PayPal took IB’s fundraising page down in June. Yet the group found workarounds and said it had raised more than $117,000 as of Monday.
It used the funds to purchase a ship and hire a crew to keep an eye on NGO search-and-rescue missions and “intervene when they’re doing something illegal,” IB founder Martin Sellner said last week in a YouTube video. He claims that IB’s crew will also rescue anyone in distress if its ship receives an SOS signal, but the group then will do everything in its power to send the people back to Africa.
“Our goal is to step in where our politicians are failing and to do what is necessary to stop the deadly illegal migration into Europe,” according to the IB website. “An invasion is taking place. This massive immigration is changing the face of our continent. We are losing our safety and our way of life and there is a danger we Europeans will become a minority in our own European homelands.”
IB blames humanitarian organizations like Doctors Without Borders and Save the Children ― which, alongside the Italian coast guard and the European Union’s border patrol, man vessels that rescue migrants and bring them to safety in Italy ― for exacerbating the migrant crisis across Europe by enabling human traffickers. Traffickers are more likely to send people out to sea, the argument goes, if there’s a panoply of rescue options in place.
The NGOs “are nothing less [than] a part of the international human [trafficking] ring and the migrant business,” according to IB’s website.
In his YouTube video, Sellner also made clear his group’s objection to the flow of migrants into Europe. “If you invite the whole of Africa, you don’t have Africa,” he said. “You become Africa.”
Almost 90,000 refugees and migrants – 15 percent of whom are children ― have crossed the central Mediterranean Sea to Italy so far in 2017. More than 2,200 have died en route.
The influx has placed many European countries ― especially Italy ― under serious strain. Yet the efforts of the NGOs have mitigated the scale of the humanitarian crisis. Thousands of people have been rescued over a period of a few days.
Sending people back to countries like Libya isn’t a long-term solution, said Sarah Crowe, UNICEF refugee and migrant spokeswoman. Smuggler networks have flourished in the lawless state, luring people there with promises of work. What these migrants often find instead is rampant abuse, imprisonment and sexual exploitation, propelling them to flee towards Europe.
“One of the reasons why migrants ― children particularly ― take these journeys is because what’s happening at home … pushes them to do so,” Crowe said. “If you have a lion at your back and the sea in front of you, you’re going to take the sea.”
NGOs claim they are filling the vacuum that European governments created and are merely fulfilling their life-saving obligations. Yet critics contend that the emergence of more search-and-rescue boats has spurred more people to attempt the perilous journey.
“The NGOs are almost like a ferry service. It’s almost as if the smugglers were putting people directly on NGO boats,” an anonymous European official told Reuters in May.

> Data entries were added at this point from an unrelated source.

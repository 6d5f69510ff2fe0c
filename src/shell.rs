//! 命令执行 - 供流水线命令调用的 shell

use crate::metadata::{Host, Job};
use anyhow::{Context, Result};
use async_trait::async_trait;
use regex::Regex;
use std::path::PathBuf;
use std::process::Stdio;
use std::sync::LazyLock;
use tokio::process::Command;

static UNSAFE_CHARS: LazyLock<Regex> =
    LazyLock::new(|| Regex::new(r"[^A-Za-z0-9_\-.,:+/@\n]").expect("valid regex"));

/// 按 POSIX shell 规则转义单个参数：不安全字符前加反斜杠
pub fn shell_escape(s: &str) -> String {
    if s.is_empty() {
        return "''".to_string();
    }
    UNSAFE_CHARS
        .replace_all(s, "\\$0")
        .replace('\n', "'\n'")
}

/// 命令输出
#[derive(Debug, Clone, Default)]
pub struct ExecOutput {
    pub stdout: String,
    pub stderr: String,
}

#[async_trait]
pub trait Shell: Send + Sync {
    fn host(&self) -> &Host;

    /// 返回绝对路径，已做 shell 转义
    fn expand_path(&self, path: &str) -> String;

    /// 执行命令，非零退出码视为失败
    async fn exec(&self, command: &str) -> Result<ExecOutput>;
}

/// 本地 shell，使用 bash 执行
pub struct LocalShell {
    host: Host,
    job: Job,
    working_directory: PathBuf,
}

impl LocalShell {
    pub fn new(host: &Host, job: &Job) -> Self {
        let working_directory = host
            .working_directory
            .as_ref()
            .map(PathBuf::from)
            .or_else(|| std::env::current_dir().ok())
            .unwrap_or_else(|| PathBuf::from("."));
        Self {
            host: host.clone(),
            job: job.clone(),
            working_directory,
        }
    }
}

#[async_trait]
impl Shell for LocalShell {
    fn host(&self) -> &Host {
        &self.host
    }

    fn expand_path(&self, path: &str) -> String {
        if path.starts_with('/') {
            return shell_escape(path);
        }
        format!(
            "{}/{}",
            shell_escape(&self.working_directory.to_string_lossy()),
            shell_escape(path)
        )
    }

    async fn exec(&self, command: &str) -> Result<ExecOutput> {
        tracing::debug!("[{}] exec: {}", self.job.id, command);

        let output = Command::new("bash")
            .arg("-c")
            .arg(command)
            .current_dir(&self.working_directory)
            .stdin(Stdio::null())
            .stdout(Stdio::piped())
            .stderr(Stdio::piped())
            .output()
            .await
            .context("failed to spawn bash")?;

        let result = ExecOutput {
            stdout: String::from_utf8_lossy(&output.stdout).into_owned(),
            stderr: String::from_utf8_lossy(&output.stderr).into_owned(),
        };

        if !output.status.success() {
            return Err(anyhow::anyhow!(
                "Command exited with {}: {}",
                output
                    .status
                    .code()
                    .map(|c| c.to_string())
                    .unwrap_or_else(|| "signal".to_string()),
                result.stderr.trim()
            ));
        }

        Ok(result)
    }
}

Italy’s government last week proposed a code of conduct for NGOs operating in the Mediterranean. But officials with these organizations expressed concerns the rules will limit their ability to effectively carry out their missions by preventing vessels from entering Libyan waters.
The debate is fodder for far right groups across Europe, which have experienced a resurgence in response to issues such as the migrant crisis and terrorism.
Martin Sellner, IB’s founder, insists that he sees no parallels between his ideology and Europe’s more traditional far right movements.
“We see ourselves as patriots, not neo-Nazis,” he told CNN last year. “We don’t hate immigrants. But we also don’t want to see the country change and end up minorities in our countries. We wanted to express this opinion without anti-Semitism, without the racism of the old right.”